__Task details__.
Your reply should be one number, which is how many lines in the listing below contain "base".

__Extracted data__.

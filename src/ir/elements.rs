use std::collections::HashMap;

use super::hierarchy::{subsignature, type_name};
use super::{
    builder, CallSite, CallSiteIdx, Field, FieldIdx, Method, MethodIdx, Stmt, StmtData, StmtIdx,
    Type, TypeIdx, Var, VarIdx,
};
use crate::callgraph::CallKind;
use crate::error::Result;
use crate::frontend::{ClassId, FieldId, Frontend, JType, LocalDecl, LocalId, MethodId};

/// Owning statement of a call site that has no `Call` statement yet.
const UNBOUND_CALL: StmtIdx = StmtIdx(u32::MAX);

/// Interning tables for every IR entity of one analysis run.
///
/// Each external declaration maps to exactly one entity for the lifetime of
/// the tables; nothing is ever evicted.
/// Method bodies are translated on the first call to [`Elements::ir`].
pub struct Elements<'p> {
    pub(super) frontend: &'p dyn Frontend,
    pub(super) types: Vec<Type>,
    type_index: HashMap<JType, TypeIdx>,
    pub(super) methods: Vec<Method>,
    method_index: HashMap<MethodId, MethodIdx>,
    fields: Vec<Field>,
    field_index: HashMap<FieldId, FieldIdx>,
    vars: Vec<Var>,
    var_index: HashMap<(MethodIdx, LocalId), VarIdx>,
    stmts: Vec<StmtData>,
    call_sites: Vec<CallSite>,
    var_counters: HashMap<MethodIdx, u32>,
    pub(super) dispatch_cache: HashMap<(TypeIdx, String), Option<MethodIdx>>,
}

impl<'p> Elements<'p> {
    pub fn new(frontend: &'p dyn Frontend) -> Self {
        Self {
            frontend,
            types: Vec::new(),
            type_index: HashMap::new(),
            methods: Vec::new(),
            method_index: HashMap::new(),
            fields: Vec::new(),
            field_index: HashMap::new(),
            vars: Vec::new(),
            var_index: HashMap::new(),
            stmts: Vec::new(),
            call_sites: Vec::new(),
            var_counters: HashMap::new(),
            dispatch_cache: HashMap::new(),
        }
    }

    pub fn frontend(&self) -> &'p dyn Frontend {
        self.frontend
    }

    pub fn get_type(&mut self, jtype: &JType) -> TypeIdx {
        if let Some(ty) = self.type_index.get(jtype) {
            return *ty;
        }
        let ty = TypeIdx(self.types.len() as u32);
        self.types.push(Type {
            jtype: jtype.clone(),
            name: type_name(self.frontend, jtype),
        });
        self.type_index.insert(jtype.clone(), ty);
        ty
    }

    pub fn class_type(&mut self, class: ClassId) -> TypeIdx {
        self.get_type(&JType::Class(class))
    }

    /// Interns the method without translating its body.
    pub fn method(&mut self, id: MethodId) -> MethodIdx {
        if let Some(m) = self.method_index.get(&id) {
            return *m;
        }
        let decl = self.frontend.method(id);
        let class = self.class_type(decl.class);
        let subsignature = subsignature(self.frontend, decl);
        let signature = format!("<{}: {}>", self.types[class.index()].name, subsignature);
        let m = MethodIdx(self.methods.len() as u32);
        self.methods.push(Method {
            decl: id,
            class,
            signature,
            subsignature,
            is_static: decl.is_static,
            is_native: decl.is_native,
            is_abstract: decl.is_abstract,
            this: None,
            params: Vec::new(),
            ret_vars: Vec::new(),
            stmts: Vec::new(),
            call_sites: Vec::new(),
            built: false,
        });
        self.method_index.insert(id, m);
        m
    }

    /// Returns the method with its IR, translating the body on first request.
    pub fn ir(&mut self, m: MethodIdx) -> Result<&Method> {
        if !self.methods[m.index()].built {
            self.methods[m.index()].built = true;
            builder::build(self, m)?;
        }
        Ok(&self.methods[m.index()])
    }

    pub fn is_built(&self, m: MethodIdx) -> bool {
        self.methods[m.index()].built
    }

    pub fn field(&mut self, id: FieldId) -> FieldIdx {
        if let Some(f) = self.field_index.get(&id) {
            return *f;
        }
        let decl = self.frontend.field(id);
        let class = self.class_type(decl.class);
        let ty = self.get_type(&decl.ty);
        let f = FieldIdx(self.fields.len() as u32);
        self.fields.push(Field {
            decl: id,
            class,
            ty,
            name: decl.name.clone(),
        });
        self.field_index.insert(id, f);
        f
    }

    /// The variable for a source-level local, `None` if it is not reference-typed.
    pub fn local_var(
        &mut self,
        method: MethodIdx,
        local: LocalId,
        decl: &LocalDecl,
    ) -> Option<VarIdx> {
        if !decl.ty.is_reference() {
            return None;
        }
        if let Some(v) = self.var_index.get(&(method, local)) {
            return Some(*v);
        }
        let ty = self.get_type(&decl.ty);
        let v = self.push_var(method, decl.name.clone(), ty);
        self.var_index.insert((method, local), v);
        Some(v)
    }

    /// A synthesized variable; `name` must already be unique in `method`.
    pub fn new_var(&mut self, method: MethodIdx, name: &str, jtype: &JType) -> VarIdx {
        let ty = self.get_type(jtype);
        self.push_var(method, name.to_owned(), ty)
    }

    /// A fresh temporary named `<base><n>` with a per-method increasing `n`.
    pub fn new_temp_var(&mut self, method: MethodIdx, base: &str, jtype: &JType) -> VarIdx {
        let counter = self.var_counters.entry(method).or_insert(0);
        *counter += 1;
        let name = format!("{}{}", base, counter);
        self.new_var(method, &name, jtype)
    }

    fn push_var(&mut self, method: MethodIdx, name: String, ty: TypeIdx) -> VarIdx {
        let v = VarIdx(self.vars.len() as u32);
        self.vars.push(Var {
            name,
            ty,
            method,
            loads: Vec::new(),
            stores: Vec::new(),
            calls: Vec::new(),
        });
        v
    }

    pub(super) fn method_mut(&mut self, m: MethodIdx) -> &mut Method {
        &mut self.methods[m.index()]
    }

    /// Appends a statement to `method` and registers it against the variable
    /// whose points-to set it depends on.
    ///
    /// Synthetic statements are neither appended nor registered; the solver
    /// tracks them per context once they are injected.
    pub fn add_stmt(&mut self, method: MethodIdx, stmt: Stmt, synthetic: bool) -> StmtIdx {
        let s = StmtIdx(self.stmts.len() as u32);
        if let Stmt::Call { site, .. } = &stmt {
            let cs = &mut self.call_sites[site.index()];
            if cs.call == UNBOUND_CALL {
                cs.call = s;
            }
        }
        match &stmt {
            _ if synthetic => {}
            Stmt::InstanceLoad { base, .. } => self.vars[base.index()].loads.push(s),
            Stmt::InstanceStore { base, .. } => self.vars[base.index()].stores.push(s),
            Stmt::Call { site, .. } => {
                if let Some(receiver) = self.call_sites[site.index()].receiver {
                    self.vars[receiver.index()].calls.push(s);
                }
            }
            Stmt::Allocation { .. } | Stmt::Assign { .. } => {}
        }
        let body = &mut self.methods[method.index()].stmts;
        let index = if synthetic {
            body.len() + self.stmts.iter().filter(|d| d.method == method && d.synthetic).count()
        } else {
            body.len()
        };
        if !synthetic {
            body.push(s);
        }
        self.stmts.push(StmtData {
            method,
            index,
            stmt,
            synthetic,
        });
        s
    }

    /// Creates a call site in `method`; the first `Call` statement added for
    /// it becomes its owning statement.
    pub fn new_call_site(
        &mut self,
        method: MethodIdx,
        kind: CallKind,
        target: MethodIdx,
        receiver: Option<VarIdx>,
        args: Vec<Option<VarIdx>>,
    ) -> CallSiteIdx {
        let site = CallSiteIdx(self.call_sites.len() as u32);
        self.call_sites.push(CallSite {
            method,
            kind,
            target,
            receiver,
            args,
            call: UNBOUND_CALL,
        });
        site
    }

    /// Creates a call site together with its owning `Call` statement.
    pub fn add_call(
        &mut self,
        method: MethodIdx,
        kind: CallKind,
        target: MethodIdx,
        receiver: Option<VarIdx>,
        args: Vec<Option<VarIdx>>,
        lhs: Option<VarIdx>,
        synthetic: bool,
    ) -> StmtIdx {
        let site = self.new_call_site(method, kind, target, receiver, args);
        let s = self.add_stmt(method, Stmt::Call { site, lhs }, synthetic);
        if !synthetic {
            self.methods[method.index()].call_sites.push(site);
        }
        s
    }

    pub fn type_data(&self, ty: TypeIdx) -> &Type {
        &self.types[ty.index()]
    }

    pub fn method_data(&self, m: MethodIdx) -> &Method {
        &self.methods[m.index()]
    }

    pub fn field_data(&self, f: FieldIdx) -> &Field {
        &self.fields[f.index()]
    }

    pub fn var(&self, v: VarIdx) -> &Var {
        &self.vars[v.index()]
    }

    pub fn stmt(&self, s: StmtIdx) -> &StmtData {
        &self.stmts[s.index()]
    }

    pub fn call_site(&self, cs: CallSiteIdx) -> &CallSite {
        &self.call_sites[cs.index()]
    }

    /// The variable receiving the call's result, if any.
    pub fn call_result(&self, cs: CallSiteIdx) -> Option<VarIdx> {
        match self.stmts[self.call_sites[cs.index()].call.index()].stmt {
            Stmt::Call { lhs, .. } => lhs,
            _ => None,
        }
    }

    /// First variable of `method` named `name`; intended for inspection and tests.
    pub fn var_by_name(&self, method: MethodIdx, name: &str) -> Option<VarIdx> {
        self.vars
            .iter()
            .position(|v| v.method == method && v.name == name)
            .map(|i| VarIdx(i as u32))
    }

    /// An already interned method with the given signature; never interns.
    pub fn find_method(&self, signature: &str) -> Option<MethodIdx> {
        self.methods
            .iter()
            .position(|m| m.signature == signature)
            .map(|i| MethodIdx(i as u32))
    }

    pub fn num_methods(&self) -> usize {
        self.methods.len()
    }

    pub fn num_fields(&self) -> usize {
        self.fields.len()
    }

    pub fn num_vars(&self) -> usize {
        self.vars.len()
    }

    pub fn num_stmts(&self) -> usize {
        self.stmts.len()
    }

    pub fn stmt_string(&self, s: StmtIdx) -> String {
        let var = |v: VarIdx| self.vars[v.index()].name.as_str();
        let field = |f: FieldIdx| {
            let field = &self.fields[f.index()];
            format!(
                "<{}: {} {}>",
                self.types[field.class.index()].name,
                self.types[field.ty.index()].name,
                field.name
            )
        };
        match &self.stmts[s.index()].stmt {
            Stmt::Allocation { lhs, ty } => {
                format!("{} = new {}", var(*lhs), self.types[ty.index()].name)
            }
            Stmt::Assign { lhs, rhs } => format!("{} = {}", var(*lhs), var(*rhs)),
            Stmt::InstanceLoad { lhs, base, field: f } => {
                format!("{} = {}.{}", var(*lhs), var(*base), field(*f))
            }
            Stmt::InstanceStore { base, field: f, rhs } => {
                format!("{}.{} = {}", var(*base), field(*f), var(*rhs))
            }
            Stmt::Call { site, lhs } => {
                let cs = &self.call_sites[site.index()];
                let mut out = String::new();
                if let Some(lhs) = lhs {
                    out.push_str(var(*lhs));
                    out.push_str(" = ");
                }
                out.push_str(cs.kind.mnemonic());
                out.push(' ');
                if let Some(receiver) = cs.receiver {
                    out.push_str(var(receiver));
                    out.push('.');
                }
                out.push_str(&self.methods[cs.target.index()].signature);
                let args: Vec<&str> = cs
                    .args
                    .iter()
                    .map(|arg| arg.map_or("_", |a| var(a)))
                    .collect();
                out.push('(');
                out.push_str(&args.join(", "));
                out.push(')');
                out
            }
        }
    }

    /// `<container>[index]<call statement>`, the key used by call-graph dumps.
    pub fn call_site_string(&self, cs: CallSiteIdx) -> String {
        let site = &self.call_sites[cs.index()];
        let data = &self.stmts[site.call.index()];
        format!(
            "{}[{}]{}",
            self.methods[site.method.index()].signature,
            data.index,
            self.stmt_string(site.call)
        )
    }
}

#[cfg(test)]
mod tests {
    use super::*;
    use crate::frontend::Program;

    #[test]
    fn test_interning_identity() {
        let mut p = Program::new();
        let object = p.add_class("java.lang.Object", None);
        let a = p.add_class("A", Some(object));
        let f = p.add_field(a, "f", JType::Class(object));
        let m = p.add_method(a, "m", vec![], None);
        let mut elements = Elements::new(&p);
        assert_eq!(elements.class_type(a), elements.class_type(a));
        assert_eq!(elements.get_type(&JType::Class(a)), elements.class_type(a));
        assert_ne!(elements.class_type(a), elements.class_type(object));
        assert_eq!(elements.field(f), elements.field(f));
        assert_eq!(elements.method(m), elements.method(m));
        assert_eq!(elements.num_methods(), 1);
        let local = LocalDecl {
            name: "x".to_owned(),
            ty: JType::Class(a),
        };
        let m = elements.method(m);
        let x1 = elements.local_var(m, LocalId(0), &local);
        let x2 = elements.local_var(m, LocalId(0), &local);
        assert!(x1.is_some());
        assert_eq!(x1, x2);
        let int = LocalDecl {
            name: "i".to_owned(),
            ty: JType::Int,
        };
        assert_eq!(elements.local_var(m, LocalId(1), &int), None);
    }

    #[test]
    fn test_temp_vars_are_unique() {
        let mut p = Program::new();
        let object = p.add_class("java.lang.Object", None);
        let m = p.add_static_method(object, "m", vec![], None);
        let mut elements = Elements::new(&p);
        let m = elements.method(m);
        let t1 = elements.new_temp_var(m, "null$", &JType::Null);
        let t2 = elements.new_temp_var(m, "null$", &JType::Null);
        assert_ne!(t1, t2);
        assert_eq!(elements.var(t1).name, "null$1");
        assert_eq!(elements.var(t2).name, "null$2");
    }
}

__Response to the exercise__.
9